Understanding Kadane’s solution to the maximum subarray problem
There is something called the maximum subarray problem, and it goes something like this.
You are given an array of numbers: something like 3,5,-2,-1,5,3,1,-4,-6,5. Your job is to come up with the subarray with the highest sum.
For this example it would be the subarray [3,5,-2,-1,5,3,1], which has a sum of 14. No other subarray gives a higher sum.
Let’s look at a few more:
- The sequence -3,-3,-2,-4,-2,-5,-4 has the highest sum being -2, given by the subarray [-2].
- The sequence 1,2,-1,-2,1 has the highest sum being 3, given by the subarray [1,2].
- The sequence 3,2,1,4 has the highest sum being 10, given by the subarray [3,2,1,4].
It’s an interesting problem with many applications. How do we solve it?
Solving the problem Link to heading
While there are many ways to solve this problem, the best solution is Kadane’s Algorithm. It’s a deceptively simple algorithm, yet also deceptively difficult to understand.

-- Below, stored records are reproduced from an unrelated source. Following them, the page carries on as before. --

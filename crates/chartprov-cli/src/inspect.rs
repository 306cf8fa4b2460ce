//! # Inspect Subcommand
//!
//! Prints what a provenance file claims without checking the signature:
//! the chart metadata, the recorded checksums, and the issuer the
//! signature packet names.

use std::path::PathBuf;

use anyhow::{anyhow, Context, Result};
use clap::Args;
use pgp::composed::cleartext::CleartextSignedMessage;
use serde::Serialize;

use chartprov_core::{message, Metadata, SumCollection};
use chartprov_crypto::{fingerprint_hex, key_id_hex};

/// Arguments for `chartprov inspect`.
#[derive(Args, Debug)]
pub struct InspectArgs {
    /// Provenance file to read.
    #[arg(value_name = "PROV")]
    pub prov: PathBuf,

    /// Print as JSON.
    #[arg(long)]
    pub json: bool,
}

/// Decoded, unverified view of a provenance file.
#[derive(Debug, Serialize)]
pub struct Inspection {
    /// Chart metadata from the first half of the message block.
    pub metadata: Metadata,
    /// Recorded archive and image digests.
    pub sums: SumCollection,
    /// What the first signature packet claims about itself.
    pub signature: SignatureSummary,
}

/// Unverified fields of a signature packet.
#[derive(Debug, Serialize)]
pub struct SignatureSummary {
    /// Issuer key id, 16 upper-case hex digits. Empty when not recorded.
    pub key_id: String,
    /// Issuer fingerprint, upper-case hex. Empty when not recorded.
    pub fingerprint: String,
    /// Signature hash algorithm, e.g. `SHA512`.
    pub hash: String,
    /// Signature creation time, RFC 3339. Empty when not recorded.
    pub created: String,
}

/// Decode provenance text into an [`Inspection`].
pub fn inspect_text(text: &str) -> Result<Inspection> {
    let (signed, _headers) = CleartextSignedMessage::from_string(text.trim_start())
        .map_err(|_| anyhow!("signature block not found"))?;
    let signature = &signed
        .signatures()
        .first()
        .ok_or_else(|| anyhow!("signature block not found"))?
        .signature;
    let (metadata, sums) = message::decode(&signed.signed_text().replace("\r\n", "\n"))?;

    Ok(Inspection {
        metadata,
        sums,
        signature: SignatureSummary {
            key_id: signature
                .issuer()
                .first()
                .map(|id| key_id_hex(id))
                .unwrap_or_default(),
            fingerprint: signature
                .issuer_fingerprint()
                .first()
                .map(|fp| fingerprint_hex(fp))
                .unwrap_or_default(),
            hash: signature.hash_alg().to_string(),
            created: signature
                .created()
                .map(|t| t.to_rfc3339())
                .unwrap_or_default(),
        },
    })
}

/// Execute `chartprov inspect`.
pub fn run_inspect(args: &InspectArgs) -> Result<u8> {
    let text = std::fs::read_to_string(&args.prov)
        .with_context(|| format!("failed to read provenance file: {}", args.prov.display()))?;
    let inspection = inspect_text(&text)
        .with_context(|| format!("failed to decode {}", args.prov.display()))?;

    if args.json {
        let out = serde_json::to_string_pretty(&inspection).context("failed to serialize")?;
        println!("{out}");
        return Ok(0);
    }

    let md = &inspection.metadata;
    println!("Chart: {} {}", md.name, md.version);
    if !md.description.is_empty() {
        println!("Description: {}", md.description);
    }
    println!("Files:");
    for (file, sum) in &inspection.sums.files {
        println!("  {file}: {sum}");
    }
    if !inspection.sums.images.is_empty() {
        println!("Images:");
        for (image, sum) in &inspection.sums.images {
            println!("  {image}: {sum}");
        }
    }
    let sig = &inspection.signature;
    println!("Signing Key ID: {}", sig.key_id);
    if !sig.fingerprint.is_empty() {
        println!("Signing Key Fingerprint: {}", sig.fingerprint);
    }
    println!("Signature Hash: {}", sig.hash);
    println!("Signed At: {}", sig.created);
    Ok(0)
}
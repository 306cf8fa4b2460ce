//! # Message Block Compatibility Tests
//!
//! Attestations already published by other chart tooling must keep parsing.
//! These tests decode hand-written message blocks in the layout those tools
//! emit (alphabetically ordered metadata keys, a blank line before the
//! separator, quoted digests) and check known SHA-256 vectors so that the
//! `sha256:<hex>` strings we write agree with every other implementation.

use chartprov_core::message::{self, SEPARATOR};
use chartprov_core::{ContentDigest, DigestAlgorithm, FormatError, SumCollection};

const PUBLISHED_BLOCK: &str = "\
description: Test chart versioning
name: hashtest
version: 1.2.3

...
files:
  hashtest-1.2.3.tgz: sha256:8e90e879e2a04b1900570e1c198755e46e4706d70b0e79f5edabfac7900e4e75
";

#[test]
fn published_block_decodes() {
    let (md, sums) = message::decode(PUBLISHED_BLOCK).expect("published block should parse");
    assert_eq!(md.name, "hashtest");
    assert_eq!(md.version, "1.2.3");
    assert_eq!(md.description, "Test chart versioning");
    assert_eq!(
        sums.files["hashtest-1.2.3.tgz"],
        "sha256:8e90e879e2a04b1900570e1c198755e46e4706d70b0e79f5edabfac7900e4e75"
    );
    assert!(sums.images.is_empty());
}

#[test]
fn published_digest_is_well_formed() {
    let (_, sums) = message::decode(PUBLISHED_BLOCK).unwrap();
    let digest = ContentDigest::parse(&sums.files["hashtest-1.2.3.tgz"]).unwrap();
    assert_eq!(digest.algorithm(), DigestAlgorithm::Sha256);
}

#[test]
fn quoted_digest_values_decode() {
    let block = "name: q\n...\nfiles:\n  \"q-0.1.0.tgz\": \"sha256:00\"\n";
    let (_, sums) = message::decode(block).unwrap();
    assert_eq!(sums.files["q-0.1.0.tgz"], "sha256:00");
}

#[test]
fn metadata_only_block_is_rejected() {
    let only_metadata = PUBLISHED_BLOCK.split(SEPARATOR).next().unwrap();
    assert!(matches!(
        message::decode(only_metadata),
        Err(FormatError::MalformedMessageBlock)
    ));
}

#[test]
fn empty_sums_section_yields_empty_collection() {
    let (_, sums) = message::decode("name: x\n...\n").unwrap();
    assert_eq!(sums, SumCollection::default());
}

/// SHA-256 vectors from FIPS 180-2 appendix B.
#[test]
fn sha256_known_vectors() {
    let vectors: &[(&[u8], &str)] = &[
        (
            b"",
            "e3b0c44298fc1c149afbf4c8996fb92427ae41e4649b934ca495991b7852b855",
        ),
        (
            b"abc",
            "ba7816bf8f01cfea414140de5dae2223b00361a396177a9cb410ff61f20015ad",
        ),
        (
            b"abcdbcdecdefdefgefghfghighijhijkijkljklmklmnlmnomnopnopq",
            "248d6a61d20638b8e5c026930c3e6039a33ce45964ff2167f6ecedd419db06c1",
        ),
    ];
    for (input, expected) in vectors {
        let digest = ContentDigest::of_bytes(DigestAlgorithm::Sha256, input);
        assert_eq!(digest.to_string(), format!("sha256:{expected}"));
    }
}
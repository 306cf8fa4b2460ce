//! # Signatory
//!
//! Signs chart archives and verifies their provenance files.
//!
//! A [`Signatory`] holds an optional signing [`Entity`] and a [`KeyRing`] of
//! trusted signers. It is built once from key material on disk and then only
//! read, so one instance may verify many archives, from several threads.
//!
//! Provenance files are OpenPGP cleartext signed messages (RFC 4880 section
//! 7) whose signed text is the message block. Files written by
//! `gpg --clearsign` over a message block verify the same way as files this
//! module writes.
//!
//! ## Security Invariant
//!
//! - Both paths given to [`Signatory::verify`] are checked to be files before
//!   any hashing or signature work.
//! - The message block is decoded only from the signed text of a signature
//!   that has already been verified against the keyring. The signed text is
//!   the cleartext with dash escapes removed and trailing spaces and tabs
//!   trimmed from every line, so whitespace outside the signature never
//!   reaches the decoder.
//! - Lines of the message block are trimmed the same way before signing.
//! - Integrity checks compare the archive basename's recorded digest against
//!   a fresh SHA-256 of the archive bytes. Image digests are carried but not
//!   checked.

use std::fmt;
use std::fs;
use std::path::Path;

use chrono::{DateTime, SubsecRound, Utc};
use pgp::composed::cleartext::CleartextSignedMessage;
use pgp::crypto::hash::HashAlgorithm;
use pgp::packet::{Signature, SignatureConfig, SignatureType, Subpacket, SubpacketData};
use pgp::types::{KeyVersion, PublicKeyTrait};
use pgp::ArmorOptions;
use serde::{Deserialize, Serialize};
use zeroize::Zeroizing;

use chartprov_core::{
    message, load_archive_metadata, DigestAlgorithm, FormatError, IntegrityError,
    ProvenanceError, TrustError,
};

use crate::keyring::{fingerprint_hex, key_id_hex, load_key, load_keyring, Entity, KeyRing};
use crate::sha256::sum_archive;

/// Parameters of the signatures a [`Signatory`] issues.
#[derive(Debug, Clone, PartialEq, Eq, Serialize, Deserialize)]
#[serde(default)]
pub struct SigningConfig {
    /// Hash used for the signature digest.
    pub hash: DigestAlgorithm,
    /// Fixed creation time. `None` means the current time at signing.
    pub created: Option<DateTime<Utc>>,
}

impl Default for SigningConfig {
    fn default() -> Self {
        Self {
            hash: DigestAlgorithm::Sha512,
            created: None,
        }
    }
}

/// The outcome of a successful verification.
#[derive(Debug, Clone)]
pub struct Verification {
    /// The keyring entity whose key made the signature.
    pub signed_by: Entity,
    /// The matched archive digest, e.g. `sha256:<hex>`.
    pub file_hash: String,
    /// Creation time recorded in the signature.
    pub signed_at: DateTime<Utc>,
    /// Hash used for the signature digest, as named in the `Hash:` header.
    pub signature_hash: String,
}

/// Passphrase for a protected secret key. Wiped on drop, never printed.
#[derive(Clone, Default)]
struct Passphrase(Zeroizing<String>);

impl fmt::Debug for Passphrase {
    fn fmt(&self, f: &mut fmt::Formatter<'_>) -> fmt::Result {
        f.write_str("Passphrase(..)")
    }
}

/// Signing identity plus trust store.
#[derive(Debug, Clone, Default)]
pub struct Signatory {
    entity: Option<Entity>,
    keyring: KeyRing,
    config: SigningConfig,
    passphrase: Passphrase,
}

impl Signatory {
    /// Assemble a signatory from already-loaded key material.
    pub fn new(entity: Option<Entity>, keyring: KeyRing) -> Self {
        Self {
            entity,
            keyring,
            config: SigningConfig::default(),
            passphrase: Passphrase::default(),
        }
    }

    /// Load the signing entity from `keyfile` and the trust store from
    /// `keyringfile`.
    pub fn from_files(keyfile: &Path, keyringfile: &Path) -> Result<Self, ProvenanceError> {
        let entity = load_key(keyfile)?;
        let keyring = load_keyring(keyringfile)?;
        Ok(Self::new(Some(entity), keyring))
    }

    /// Load a keyring and pick the signing entity from it by name.
    ///
    /// An empty `id` leaves the signing entity unset, as does a name that
    /// matches nothing. In both cases verification still works and signing
    /// fails with "private key not found". A name matching several entities
    /// is an error.
    pub fn from_keyring(keyringfile: &Path, id: &str) -> Result<Self, ProvenanceError> {
        let keyring = load_keyring(keyringfile)?;
        if id.is_empty() {
            return Ok(Self::new(None, keyring));
        }

        let entity = keyring.find_by_name(id)?.cloned();
        match &entity {
            Some(e) => tracing::debug!(id, key_id = %e.key_id(), "resolved signing identity"),
            None => tracing::debug!(id, "no keyring identity matches; signing disabled"),
        }
        Ok(Self::new(entity, keyring))
    }

    /// Replace the signing configuration.
    pub fn with_config(mut self, config: SigningConfig) -> Self {
        self.config = config;
        self
    }

    /// Passphrase used to unlock a protected secret key when signing.
    pub fn with_passphrase(mut self, passphrase: impl Into<String>) -> Self {
        self.passphrase = Passphrase(Zeroizing::new(passphrase.into()));
        self
    }

    /// Assign a signing entity after construction.
    pub fn set_entity(&mut self, entity: Option<Entity>) {
        self.entity = entity;
    }

    /// The signing entity, if any.
    pub fn entity(&self) -> Option<&Entity> {
        self.entity.as_ref()
    }

    /// The trust store.
    pub fn keyring(&self) -> &KeyRing {
        &self.keyring
    }

    /// The signing configuration.
    pub fn config(&self) -> &SigningConfig {
        &self.config
    }

    /// Produce the clear-signed provenance text for the archive at `path`.
    ///
    /// Nothing is written; persisting the result is up to the caller.
    pub fn clear_sign(&self, path: &Path) -> Result<String, ProvenanceError> {
        let secret = self
            .entity
            .as_ref()
            .and_then(Entity::secret_key)
            .ok_or(TrustError::PrivateKeyNotFound)?;

        let meta = fs::metadata(path).map_err(|e| ProvenanceError::io(path, e))?;
        if meta.is_dir() {
            return Err(ProvenanceError::CannotSignDirectory(path.to_path_buf()));
        }

        let digest = sum_archive(path)?;
        let metadata = load_archive_metadata(path)?;
        let block = message::encode_for_archive(&metadata, &basename(path), &digest)?;

        let created = self.config.created.unwrap_or_else(Utc::now).trunc_subsecs(0);
        let hash = hash_algorithm(self.config.hash);
        let mut config = match secret.version() {
            KeyVersion::V4 => SignatureConfig::v4(SignatureType::Text, secret.algorithm(), hash),
            KeyVersion::V6 => {
                SignatureConfig::v6(rand::thread_rng(), SignatureType::Text, secret.algorithm(), hash)
                    .map_err(signing_failed)?
            }
            other => {
                return Err(TrustError::SigningFailed(format!("unsupported key version {other:?}")).into())
            }
        };
        config.hashed_subpackets = vec![
            Subpacket::regular(SubpacketData::IssuerFingerprint(secret.fingerprint())),
            Subpacket::regular(SubpacketData::SignatureCreationTime(created)),
        ];
        config.unhashed_subpackets = vec![Subpacket::regular(SubpacketData::Issuer(secret.key_id()))];

        let passphrase = self.passphrase.0.clone();
        let signed = CleartextSignedMessage::new(&trim_line_ends(&block), config, secret, || {
            String::clone(&passphrase)
        })
        .map_err(signing_failed)?;
        let text = signed
            .to_armored_string(ArmorOptions::default())
            .map_err(signing_failed)?;

        tracing::debug!(
            archive = %path.display(),
            chart = %metadata.name,
            version = %metadata.version,
            key_id = %key_id_hex(&secret.key_id()),
            %digest,
            "signed chart archive"
        );
        Ok(text)
    }

    /// Check the provenance file at `sigpath` against the archive at
    /// `chartpath`.
    pub fn verify(&self, chartpath: &Path, sigpath: &Path) -> Result<Verification, ProvenanceError> {
        for path in [chartpath, sigpath] {
            let meta = fs::metadata(path).map_err(|e| ProvenanceError::io(path, e))?;
            if meta.is_dir() {
                return Err(ProvenanceError::IsDirectory(path.to_path_buf()));
            }
        }

        let text = fs::read_to_string(sigpath).map_err(|e| ProvenanceError::io(sigpath, e))?;
        let (signed, _headers) = CleartextSignedMessage::from_string(text.trim_start())
            .map_err(|_| FormatError::SignatureBlockNotFound)?;

        let (signer, signature) = match self.check_signature(&signed) {
            Ok(found) => found,
            Err(err) => {
                tracing::warn!(provenance = %sigpath.display(), error = %err, "signature rejected");
                return Err(err.into());
            }
        };

        let actual = sum_archive(chartpath)?.to_string();
        let (_, sums) = message::decode(&signed.signed_text().replace("\r\n", "\n"))?;

        let file = basename(chartpath);
        let expected = sums
            .files
            .get(&file)
            .ok_or_else(|| IntegrityError::MissingSum { file: file.clone() })?;
        if *expected != actual {
            return Err(IntegrityError::SumMismatch {
                file,
                expected: expected.clone(),
                actual,
            }
            .into());
        }

        tracing::debug!(
            archive = %chartpath.display(),
            key_id = %signer.key_id(),
            file_hash = %actual,
            "verified chart archive"
        );
        Ok(Verification {
            signed_by: signer.to_public(),
            file_hash: actual,
            signed_at: signature.created().copied().unwrap_or_default(),
            signature_hash: signature.hash_alg().to_string(),
        })
    }

    /// Authenticate a parsed cleartext message and return the signing
    /// entity with the signature that verified.
    ///
    /// Signatures are tried in file order. A signature whose issuer is in
    /// the keyring but fails to verify rejects the whole message.
    fn check_signature<'a>(
        &'a self,
        signed: &'a CleartextSignedMessage,
    ) -> Result<(&'a Entity, &'a Signature), TrustError> {
        let data = signed.signed_text();
        let mut unknown = None;

        for standalone in signed.signatures() {
            let signature = &standalone.signature;
            let Some(signer) = self.keyring.find_issuer(signature) else {
                unknown = Some(issuer_label(signature));
                continue;
            };
            signer
                .verify(signature, data.as_bytes())
                .map_err(|e| TrustError::InvalidSignature(e.to_string()))?;
            return Ok((signer, signature));
        }

        match unknown {
            Some(key_id) => Err(TrustError::UnknownSigner { key_id }),
            None => Err(TrustError::InvalidSignature("no signature present".to_string())),
        }
    }
}

fn hash_algorithm(digest: DigestAlgorithm) -> HashAlgorithm {
    match digest {
        DigestAlgorithm::Sha256 => HashAlgorithm::SHA2_256,
        DigestAlgorithm::Sha512 => HashAlgorithm::SHA2_512,
    }
}

fn signing_failed(err: pgp::errors::Error) -> TrustError {
    TrustError::SigningFailed(err.to_string())
}

/// Issuer key id of a signature, or its fingerprint when no key id is
/// recorded.
fn issuer_label(signature: &Signature) -> String {
    if let Some(key_id) = signature.issuer().first() {
        return key_id_hex(key_id);
    }
    signature
        .issuer_fingerprint()
        .first()
        .map(|fp| fingerprint_hex(fp))
        .unwrap_or_else(|| "unknown".to_string())
}

/// Strip spaces and tabs at the end of every line.
fn trim_line_ends(text: &str) -> String {
    text.split_inclusive('\n')
        .map(|line| {
            let content = line.strip_suffix('\n').unwrap_or(line);
            let ending = &line[content.len()..];
            format!("{}{ending}", content.trim_end_matches([' ', '\t']))
        })
        .collect()
}

fn basename(path: &Path) -> String {
    path.file_name()
        .map(|n| n.to_string_lossy().into_owned())
        .unwrap_or_default()
}
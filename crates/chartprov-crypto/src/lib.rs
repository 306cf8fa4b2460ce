//! # chartprov-crypto: Signing and Verification
//!
//! Everything between a chart archive on disk and a trusted `.prov` file:
//!
//! - **Archive hashing** ([`sha256`]): streaming SHA-256 of an archive.
//! - **Key material** ([`keyring`]): OpenPGP transferable keys and keyrings,
//!   and name-based identity lookup.
//! - **Signatory** ([`signatory`]): clear-sign an archive's message block,
//!   verify a provenance file against a keyring.
//!
//! The OpenPGP packet, armor and cleartext framework handling all comes from
//! the `pgp` crate, so provenance files interoperate with GnuPG.
//!
//! ## Crate Policy
//!
//! - Depends only on `chartprov-core` internally.
//! - No mocking of cryptographic operations in tests. Keys come from GnuPG
//!   exports under `tests/data` and every test runs real SHA-2 and real
//!   EdDSA.

pub mod keyring;
pub mod sha256;
pub mod signatory;

pub use keyring::{
    fingerprint_hex, key_id_hex, load_key, load_keyring, select_identity, Entity, KeyRing, UserId,
};
pub use sha256::{digest_file, sum_archive};
pub use signatory::{Signatory, SigningConfig, Verification};
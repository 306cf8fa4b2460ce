//! # Error Types: Provenance Error Taxonomy
//!
//! Defines the error types shared by every chartprov crate. All errors use
//! `thiserror` for derive-based `Display` and `Error` implementations.
//!
//! ## Design
//!
//! Errors fall into four classes, each with its own enum so callers can
//! match on the class without inspecting messages:
//!
//! - **Input**: missing or unreadable files, a directory where a file is
//!   required. Carried directly on [`ProvenanceError`].
//! - **Format**: malformed message blocks, unparseable YAML sub-documents,
//!   provenance files that are not OpenPGP cleartext signed messages,
//!   unreadable chart archives.
//! - **Trust**: unusable key material, ambiguous identity lookups, invalid
//!   signatures, signers absent from the keyring.
//! - **Integrity**: the recomputed archive digest is missing from, or does
//!   not match, the attestation's checksum collection.
//!
//! Every variant carries enough context (path, filename, expected and actual
//! digests) to render a precise message. None of these conditions is
//! transient, so nothing is retried.

use std::path::{Path, PathBuf};

use thiserror::Error;

/// Top-level error type for provenance operations.
#[derive(Error, Debug)]
pub enum ProvenanceError {
    /// A file could not be opened, stat'ed, or read.
    #[error("{}: {source}", .path.display())]
    Io {
        /// The file that failed.
        path: PathBuf,
        /// The underlying I/O failure.
        source: std::io::Error,
    },

    /// A directory was supplied where a regular file is required.
    #[error("{} cannot be a directory", .0.display())]
    IsDirectory(PathBuf),

    /// The signing target is a directory.
    #[error("cannot sign a directory: {}", .0.display())]
    CannotSignDirectory(PathBuf),

    /// Structural or encoding failure.
    #[error("format error: {0}")]
    Format(#[from] FormatError),

    /// Key material or signature failure.
    #[error("trust error: {0}")]
    Trust(#[from] TrustError),

    /// Archive digest missing from or mismatched against the attestation.
    #[error("integrity error: {0}")]
    Integrity(#[from] IntegrityError),
}

impl ProvenanceError {
    /// Wrap an I/O error with the path it occurred on.
    pub fn io(path: impl AsRef<Path>, source: std::io::Error) -> Self {
        Self::Io {
            path: path.as_ref().to_path_buf(),
            source,
        }
    }
}

/// Errors in the shape of provenance documents and chart archives.
#[derive(Error, Debug)]
pub enum FormatError {
    /// The message block did not contain the metadata/sums separator.
    #[error("message block must have at least two parts")]
    MalformedMessageBlock,

    /// One half of the message block is not valid YAML for its type.
    #[error("failed to parse {part} section of message block: {source}")]
    Yaml {
        /// Which sub-document failed (`metadata` or `sums`).
        part: &'static str,
        /// The YAML error.
        source: serde_yaml::Error,
    },

    /// Serializing a sub-document of the message block failed.
    #[error("failed to serialize {part} section of message block: {source}")]
    Serialize {
        /// Which sub-document failed (`metadata` or `sums`).
        part: &'static str,
        /// The YAML error.
        source: serde_yaml::Error,
    },

    /// The provenance file is not an OpenPGP cleartext signed message.
    #[error("signature block not found")]
    SignatureBlockNotFound,

    /// The chart archive has no `<chart>/Chart.yaml` entry.
    #[error("Chart.yaml file is missing from {}", .0.display())]
    ChartYamlMissing(PathBuf),

    /// The chart archive could not be decompressed or unpacked.
    #[error("invalid chart archive {}: {reason}", .path.display())]
    Archive {
        /// The archive that failed.
        path: PathBuf,
        /// Decoder diagnostic.
        reason: String,
    },
}

/// Errors in key material, identity resolution, and signature checks.
#[derive(Error, Debug)]
pub enum TrustError {
    /// A key or keyring file did not contain parseable entities.
    #[error("no usable key material in {}: {reason}", .path.display())]
    KeyUnparseable {
        /// The key or keyring file.
        path: PathBuf,
        /// Parser diagnostic.
        reason: String,
    },

    /// Signing was requested without a secret key.
    #[error("private key not found")]
    PrivateKeyNotFound,

    /// The secret key could not be unlocked or could not produce a signature.
    #[error("failed to sign: {0}")]
    SigningFailed(String),

    /// More than one keyring entity loosely matched an identity name.
    #[error("more than one key contain the id {query:?}: {}", .matches.join(", "))]
    AmbiguousIdentity {
        /// The name that was searched for.
        query: String,
        /// Labels of the matching entities.
        matches: Vec<String>,
    },

    /// The signature is malformed or does not verify.
    #[error("invalid signature: {0}")]
    InvalidSignature(String),

    /// The signature was made by a key that is not in the keyring.
    #[error("signature made by unknown entity (key id {key_id})")]
    UnknownSigner {
        /// Key id recorded in the signature.
        key_id: String,
    },
}

/// Errors comparing the archive against its attestation.
#[derive(Error, Debug)]
pub enum IntegrityError {
    /// The checksum collection has no entry for the archive.
    #[error("provenance does not contain a SHA for a file named {file:?}")]
    MissingSum {
        /// Archive basename.
        file: String,
    },

    /// The recorded digest differs from the recomputed one.
    #[error("sha256 sum does not match for {file}: {expected:?} != {actual:?}")]
    SumMismatch {
        /// Archive basename.
        file: String,
        /// Digest recorded in the attestation.
        expected: String,
        /// Digest recomputed from the archive.
        actual: String,
    },
}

Here’s the Python algorithm given on Wikipedia:
def max_subarray(A):
max_ending_here = max_so_far = A[0]
for x in A[1:]:
max_ending_here = max(x, max_ending_here + x)
max_so_far = max(max_so_far, max_ending_here)
return max_so_far
Here’s an R implementation, with a trace added to help figure out what’s going on.
find_max_subarray = function(arr){
max_ending_here = arr[1]
max_so_far = arr[1]
for(i in 2:length(arr)){
max_ending_here = max(arr[i], max_ending_here + arr[i])
max_so_far = max(max_so_far, max_ending_here)
print(paste( max_ending_here,max_so_far,arr[i])) #for tracing
}
return(max_so_far)
}
Try running the algorithm yourself. Feed it different subsequences and look at the trace to see if you can figure out how it works.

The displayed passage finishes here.